Assignment
What lines in the listing include "save"? Return a copy of each.

┌──

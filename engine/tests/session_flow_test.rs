//! End-to-end tests for a shuffle session
//!
//! Tests complete workflows as an organizer runs them:
//! - Several group rounds, then stepping back and re-running
//! - Persisting a session and picking it up again
//! - Loading snapshots written by older releases

use rand::rngs::StdRng;
use rand::SeedableRng;
use shuffly_engine::codec;
use shuffly_engine::{
    Category, DisplayFormat, DisplayOptions, EventSnapshot, GroupSettings, MemberSeparator,
    ShuffleError, ShuffleSession,
};

const ROSTER: &str = "Alice\nBruno\nChloe\nDmitri\nElena\nFarah\nGus\nHana";

fn session(seed: u64) -> ShuffleSession {
    let mut session = ShuffleSession::with_seed(seed);
    session.set_roster_text(ROSTER);
    session.set_settings(GroupSettings::with_count(2));
    session
}

#[test]
fn test_rounds_accumulate_tags_and_history() {
    let mut s = session(11);
    for round in 1..=3 {
        let outcome = s.assign_groups().unwrap();
        assert_eq!(outcome.round, round);
        assert_eq!(outcome.assignment.sizes(), vec![4, 4]);
    }
    assert!(s.roster().iter().all(|e| e.history.len() == 3));
    assert_eq!(codec::latest_round(s.roster()), Some(3));
    assert_eq!(s.round_hint(Category::Groups), "Round 3/3");
    assert_eq!(s.round_hint(Category::Order), "Not run yet");
}

#[test]
fn test_second_round_avoids_first_round_pairs_when_possible() {
    // Four members in two groups: the only all-new split exists, and the
    // placement must find it.
    let mut s = ShuffleSession::with_seed(5);
    s.set_roster_text("Alice#1A\nBruno#1A\nChloe#1B\nDmitri#1B");
    s.set_settings(GroupSettings::with_count(2));
    let outcome = s.assign_groups().unwrap();
    for group in &outcome.assignment.groups {
        let names = group.names();
        assert!(
            !(names.contains(&"Alice") && names.contains(&"Bruno")),
            "repeat pair in {:?}",
            names
        );
    }
    assert!(s.stats_text().contains("all-new"));
}

#[test]
fn test_back_then_rerun_branches_history() {
    let mut s = session(21);
    s.assign_groups().unwrap();
    let after_first = s.roster_text();
    s.assign_groups().unwrap();

    assert!(s.back(Category::Groups));
    assert_eq!(s.roster_text(), after_first);

    let rerun = s.assign_groups().unwrap();
    assert_eq!(rerun.round, 2);
    assert!(s.history().len(Category::Groups) >= 2);
    assert!(!s.history().can_go_forward(Category::Groups));
    assert!(s.back(Category::Groups));
    assert_eq!(s.roster_text(), after_first);
}

#[test]
fn test_session_survives_snapshot() {
    let mut s = session(31);
    s.set_fixed_order(vec!["1: Hana".into()]);
    s.set_roles(vec!["Host".into(), "Scribe".into()]);
    s.assign_groups().unwrap();
    s.assign_groups().unwrap();
    s.assign_order().unwrap();
    s.assign_roles().unwrap();

    let json = s.snapshot().to_json().unwrap();
    let snapshot = EventSnapshot::from_json(&json).unwrap();
    assert_eq!(snapshot.data_version, EventSnapshot::CURRENT_VERSION);
    assert_eq!(snapshot.members_data.members.len(), 8);

    let mut resumed = ShuffleSession::from_snapshot(&snapshot, StdRng::seed_from_u64(1));
    assert_eq!(resumed.roster_text(), s.roster_text());
    assert_eq!(resumed.views(), s.views());
    assert!(resumed.order_text().starts_with("1. Hana"));

    let next = resumed.assign_groups().unwrap();
    assert_eq!(next.round, 3);
    assert!(resumed.back(Category::Groups));
    assert!(resumed.back(Category::Groups));
    assert!(!resumed.back(Category::Groups));
}

#[test]
fn test_legacy_snapshot_loads() {
    let legacy = r#"{
        "members_data": { "members": ["Alice", "Bruno", "Chloe"] },
        "group_rounds": [
            { "round": 1, "timestamp": 1700000000000, "groups": { "A": ["Alice", "Chloe"], "B": ["Bruno"] } }
        ],
        "order_rounds": [
            { "round": 1, "timestamp": 1700000001000, "result": ["Chloe", "Alice", "Bruno"] }
        ],
        "co_occurrence_cache": { "Alice-Chloe": 1 }
    }"#;
    let snapshot = EventSnapshot::from_json(legacy).unwrap();
    let s = ShuffleSession::from_snapshot(&snapshot, StdRng::seed_from_u64(1));
    assert_eq!(s.roster_text(), "Alice#1A\nBruno#1B\nChloe#1A");
    assert_eq!(s.order_text(), "1. Chloe\n2. Alice\n3. Bruno");
    assert_eq!(s.round_hint(Category::Groups), "Round 1/1");
}

#[test]
fn test_display_options_rerender_current_round() {
    let mut s = session(41);
    s.assign_groups().unwrap();
    s.set_display_options(DisplayOptions {
        format: DisplayFormat::Name,
        member_separator: MemberSeparator::Comma,
        ..Default::default()
    });
    let text = s.groups_text();
    assert!(text.starts_with("A: "));
    assert_eq!(text.lines().filter(|l| !l.is_empty()).count(), 2);
}

#[test]
fn test_clear_history_resets_everything() {
    let mut s = session(51);
    s.assign_groups().unwrap();
    s.assign_order().unwrap();
    s.clear_history();
    assert_eq!(s.roster_text(), ROSTER);
    assert!(s.history().is_empty());
    let outcome = s.assign_groups().unwrap();
    assert_eq!(outcome.round, 1);
}

#[test]
fn test_errors_leave_other_views() {
    let mut s = ShuffleSession::with_seed(61);
    assert_eq!(s.assign_groups().unwrap_err(), ShuffleError::EmptyRoster);
    s.set_roster_text("Alice\nBruno");
    s.assign_order().unwrap();
    assert_eq!(s.assign_roles().unwrap_err(), ShuffleError::EmptyRoles);
    assert!(!s.order_text().is_empty());
    assert_eq!(s.roles_text(), "");
}
//! Roster text codecs
//!
//! - [`entry`]: the strict canonical `Name#1A#2B` grammar
//! - [`legacy`]: best-effort decoding of the human-edited display form

pub mod entry;
pub mod legacy;

pub use entry::{
    display_names, encode, latest_round, names, next_round, parse, split_lines, strip_history,
    MemberEntry, RoundTag,
};
pub use legacy::{decode_display, decode_line, decode_token};
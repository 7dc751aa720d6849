//! Command execution against the persisted session.
//!
//! Each invocation loads the state file, applies one command and, when the
//! command changed anything, writes the state back. Output text is
//! returned rather than printed so it can be asserted on.

use std::io::Read;
use std::path::Path;

use anyhow::{bail, Context, Result};
use rand::rngs::StdRng;
use rand::SeedableRng;
use shuffly_engine::{Category, GroupSettings, ShuffleError, ShuffleSession};
use tracing::{info, warn};

use crate::cli::{member_separator, Commands, DisplayArgs, RosterArgs};
use crate::config::ShufflyConfig;
use crate::store::StateFile;

/// Run `command` and return the text to print
pub fn run(command: &Commands, config: &ShufflyConfig) -> Result<String> {
    let state = StateFile::load(&config.state_path, config)?;
    let rng = match config.seed {
        Some(seed) => StdRng::seed_from_u64(seed),
        None => StdRng::from_entropy(),
    };
    let mut session = state.into_session(rng);

    let (output, changed) = execute(command, &mut session)?;

    if changed {
        StateFile::from_session(&session)?.save(&config.state_path)?;
    }
    Ok(output)
}

/// Apply one command to `session`; the flag says whether to save
pub fn execute(command: &Commands, session: &mut ShuffleSession) -> Result<(String, bool)> {
    match command {
        Commands::Groups {
            roster,
            count,
            labels,
            fixed,
            roles,
            display,
        } => {
            apply_roster(session, roster)?;
            let mut settings = session.settings().clone();
            update_settings(&mut settings, *count, labels, fixed, roles);
            session.set_settings(settings);
            apply_display(session, display);

            let outcome = session.assign_groups().map_err(user_error)?;
            info!(
                round = outcome.round,
                groups = outcome.assignment.groups.len(),
                "Groups assigned"
            );
            Ok((
                format!(
                    "{}\n\n{}",
                    session.groups_text(),
                    session.round_hint(Category::Groups)
                ),
                true,
            ))
        }

        Commands::Order {
            roster,
            fixed,
            clear_fixed,
        } => {
            apply_roster(session, roster)?;
            let mut pins = if *clear_fixed {
                Vec::new()
            } else {
                session.fixed_order().to_vec()
            };
            pins.extend(fixed.iter().cloned());
            session.set_fixed_order(pins);

            let outcome = session.assign_order().map_err(user_error)?;
            for warning in &outcome.warnings {
                warn!(code = warning.code(), "{}", warning);
            }
            Ok((session.order_text().to_string(), true))
        }

        Commands::Roles { roster, roles } => {
            apply_roster(session, roster)?;
            if !roles.is_empty() {
                session.set_roles(roles.clone());
            }
            session.assign_roles().map_err(user_error)?;
            Ok((session.roles_text().to_string(), true))
        }

        Commands::Back { category } => navigate(session, (*category).into(), true),
        Commands::Forward { category } => navigate(session, (*category).into(), false),

        Commands::Show { category, raw } => {
            let text = match category.map(Category::from) {
                Some(Category::Groups) => session.groups_text().to_string(),
                Some(Category::Order) => session.order_text().to_string(),
                Some(Category::Roles) => session.roles_text().to_string(),
                None => {
                    let roster = if *raw {
                        session.roster_text()
                    } else {
                        session.display_text()
                    };
                    format!(
                        "{}\n{}\n\n{}",
                        session.member_count_text(),
                        session.size_hint_text(),
                        roster
                    )
                }
            };
            Ok((text, false))
        }

        Commands::Stats => Ok((session.stats_text().to_string(), false)),

        Commands::Clear => {
            session.clear_history();
            Ok(("History cleared".to_string(), true))
        }

        Commands::Sample => {
            let names = session.load_sample_roster();
            Ok((names, true))
        }

        Commands::Export { output } => {
            let text = session.export_text();
            match output {
                Some(path) => {
                    std::fs::write(path, &text)
                        .with_context(|| format!("Failed to write {}", path.display()))?;
                    Ok((format!("Exported to {}", path.display()), false))
                }
                None => Ok((text, false)),
            }
        }
    }
}

fn navigate(
    session: &mut ShuffleSession,
    category: Category,
    back: bool,
) -> Result<(String, bool)> {
    let moved = if back {
        session.back(category)
    } else {
        session.forward(category)
    };
    if !moved {
        bail!(
            "No {} round to go {} to ({})",
            category,
            if back { "back" } else { "forward" },
            session.round_hint(category)
        );
    }
    let view = match category {
        Category::Groups => session.groups_text(),
        Category::Order => session.order_text(),
        Category::Roles => session.roles_text(),
    };
    Ok((format!("{}\n\n{}", view, session.round_hint(category)), true))
}

/// Replace the roster when the command names one
fn apply_roster(session: &mut ShuffleSession, args: &RosterArgs) -> Result<()> {
    if let Some(names) = &args.names {
        session.set_roster_text(&names.join("\n"));
        return Ok(());
    }
    let Some(path) = &args.roster else {
        return Ok(());
    };
    let text = read_roster(path)?;
    if args.display_text {
        session.set_display_text(&text);
    } else {
        session.set_roster_text(&text);
    }
    Ok(())
}

fn read_roster(path: &Path) -> Result<String> {
    if path.as_os_str() == "-" {
        let mut text = String::new();
        std::io::stdin()
            .read_to_string(&mut text)
            .context("Failed to read roster from stdin")?;
        return Ok(text);
    }
    std::fs::read_to_string(path)
        .with_context(|| format!("Failed to read roster {}", path.display()))
}

fn update_settings(
    settings: &mut GroupSettings,
    count: Option<usize>,
    labels: &Option<Vec<String>>,
    fixed: &Option<Vec<String>>,
    roles: &Option<Vec<String>>,
) {
    if let Some(count) = count {
        settings.group_count = count;
    }
    if let Some(labels) = labels {
        settings.custom_labels = labels.clone();
    }
    if let Some(fixed) = fixed {
        settings.fixed_members = fixed.clone();
    }
    if let Some(roles) = roles {
        settings.roles = roles.clone();
    }
}

fn apply_display(session: &mut ShuffleSession, args: &DisplayArgs) {
    let mut options = session.display_options().clone();
    if let Some(format) = args.format {
        options.format = format.into();
    }
    if let Some(sep) = &args.member_sep {
        options.member_separator = member_separator(sep);
    }
    if let Some(sep) = args.group_sep {
        options.group_separator = sep.into();
    }
    session.set_display_options(options);
}

fn user_error(e: ShuffleError) -> anyhow::Error {
    anyhow::anyhow!("{} [{}]", e, e.code())
}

└──

Answer box
        StateFile::from_session(&session)?.save(&config.state_path)?;
/// Apply one command to `session`; the flag says whether to save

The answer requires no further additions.